These are the key concepts you need to understand to accurately answer the question.

Heat Transfer
Heat transfer is the process by which thermal energy moves from one object or substance to another. It occurs whenever there is a temperature difference and continues until the objects reach thermal equilibrium, meaning they are at the same temperature.

There are three main modes of heat transfer:
  • Conduction, which occurs in solids where heat is transferred through direct contact.
  • Convection, which occurs in fluids (liquids or gases) where heat is carried through the fluid's movement.
  • Radiation, where heat is transferred through electromagnetic waves without requiring a medium.
In the exercise, heat transfer occurs when the ice cube is placed in the hot water. The heat moves from the warmer water to the colder ice until they reach the same temperature. Calculations, such as the one in the solution, allow us to find the amount of heat transferred and the new equilibrium temperature.
Specific Heat Capacity
Specific heat capacity is a property of a material that indicates how much heat energy is required to raise the temperature of a unit mass of the substance by one degree. It is usually denoted by the symbol 'c' and is measured in units like joules per kilogram per kelvin (J/kg·K) or kilojoules per kilogram per Kelvin (kJ/kg·K).
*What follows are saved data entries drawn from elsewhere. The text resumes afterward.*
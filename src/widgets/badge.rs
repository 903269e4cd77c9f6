use eframe::egui::{self, Color32, Sense, Stroke, TextStyle, TextWrapMode, Vec2, Widget, WidgetText};

use crate::themes::{self, Class};

/// Semantic tone of a [`Badge`]. Unrecognized call sites just take the
/// default neutral tone.
#[derive(Clone, Copy, Debug, Default, PartialEq, Eq)]
pub enum BadgeTone {
    Error,
    Info,
    Warning,
    Success,
    #[default]
    Neutral,
}

fn with_alpha(color: Color32, alpha: u8) -> Color32 {
    Color32::from_rgba_unmultiplied(color.r(), color.g(), color.b(), alpha)
}

/// (fill, text, outline) for a tone: a 40% wash of the tone color, full-
/// strength text, and a 30% border.
pub(crate) fn tone_colors(tone: BadgeTone) -> (Color32, Color32, Color32) {
    let (base, edge) = match tone {
        BadgeTone::Error => (themes::RED_500, themes::RED_600),
        BadgeTone::Info => (themes::BLUE_500, themes::BLUE_600),
        BadgeTone::Warning => (themes::YELLOW_500, themes::YELLOW_600),
        BadgeTone::Success => (themes::GREEN_500, themes::GREEN_600),
        BadgeTone::Neutral => (themes::GRAY_500, Color32::WHITE),
    };
    let text = match tone {
        BadgeTone::Neutral => with_alpha(Color32::WHITE, 0xcc),
        _ => base,
    };
    (with_alpha(base, 0x66), text, with_alpha(edge, 0x4d))
}

/// A small tinted pill of text.
#[must_use = "you should put this widget in a ui with `ui.add(widget)`"]
pub struct Badge {
    text: WidgetText,
    tone: BadgeTone,
    class: Class,
}

impl Badge {
    pub fn new(text: impl Into<WidgetText>) -> Self {
        Self {
            text: text.into(),
            tone: BadgeTone::default(),
            class: Class::default(),
        }
    }

    pub fn tone(mut self, tone: BadgeTone) -> Self {
        self.tone = tone;
        self
    }

    pub fn class(mut self, class: Class) -> Self {
        self.class = class;
        self
    }
}

impl Widget for Badge {
    fn ui(self, ui: &mut egui::Ui) -> egui::Response {
        let (fill, text_color, outline) = tone_colors(self.tone);
        let fill = self.class.fill.unwrap_or(fill);
        let text_color = self.class.text.unwrap_or(text_color);
        let outline = self.class.outline.unwrap_or(outline);
        let padding = self.class.padding.unwrap_or(Vec2::new(10.0, 4.0));

        let galley = self.text.into_galley(
            ui,
            Some(TextWrapMode::Extend),
            f32::INFINITY,
            TextStyle::Small,
        );
        let size = galley.size() + padding * 2.0;
        let (rect, response) = ui.allocate_exact_size(size, Sense::hover());

        if ui.is_rect_visible(rect) {
            let radius = self.class.corner_radius.unwrap_or(rect.height() / 2.0);
            let painter = ui.painter();
            painter.rect_filled(rect, radius, fill);
            painter.rect_stroke(
                rect,
                radius,
                Stroke::new(1.0, outline),
                egui::StrokeKind::Inside,
            );
            let text_pos = rect.center() - galley.size() / 2.0;
            painter.galley(text_pos, galley, text_color);
        }

        response
    }
}

#[cfg(test)]
mod tests {
    use super::*;

    #[test]
    fn default_tone_is_neutral() {
        assert_eq!(BadgeTone::default(), BadgeTone::Neutral);
    }

    #[test]
    fn tones_wash_their_base_color() {
        let (fill, text, outline) = tone_colors(BadgeTone::Error);
        assert_eq!(fill, with_alpha(themes::RED_500, 0x66));
        assert_eq!(text, themes::RED_500);
        assert_eq!(outline, with_alpha(themes::RED_600, 0x4d));
    }

    #[test]
    fn neutral_tone_uses_soft_white_text() {
        let (_, text, _) = tone_colors(BadgeTone::Neutral);
        assert_eq!(text, with_alpha(Color32::WHITE, 0xcc));
    }
}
In the context of the exercise, water has a specific heat capacity of \(4.18 kJ/kg.K\). This means that to increase the temperature of one kilogram of water by one degree Celsius, \(4.18 kJ\) of heat is required. The high specific heat capacity of water compared to most other substances explains why water is effective in moderating temperature changes and why it takes a significant amount of heat to change its temperature.
Heat of Fusion
The heat of fusion, often symbolized as \(L_f\), is the amount of heat energy required to change a unit mass of a substance from solid to liquid state without changing its temperature. For water, the heat of fusion is approximately \(334 kJ/kg\).

This is a crucial concept in understanding the melting of ice in our exercise. The 100-gram ice cube needs a certain amount of heat to transition from solid ice to liquid water at the same temperature (\(0^\circ C\)). This phase change requires a substantial amount of energy due to the breaking of hydrogen bonds within the ice structure. The provided solution shows how this heat of fusion is used to calculate the total heat required to melt the ice, and that is a fundamental step in determining the final equilibrium temperature of the combined water and melted ice system.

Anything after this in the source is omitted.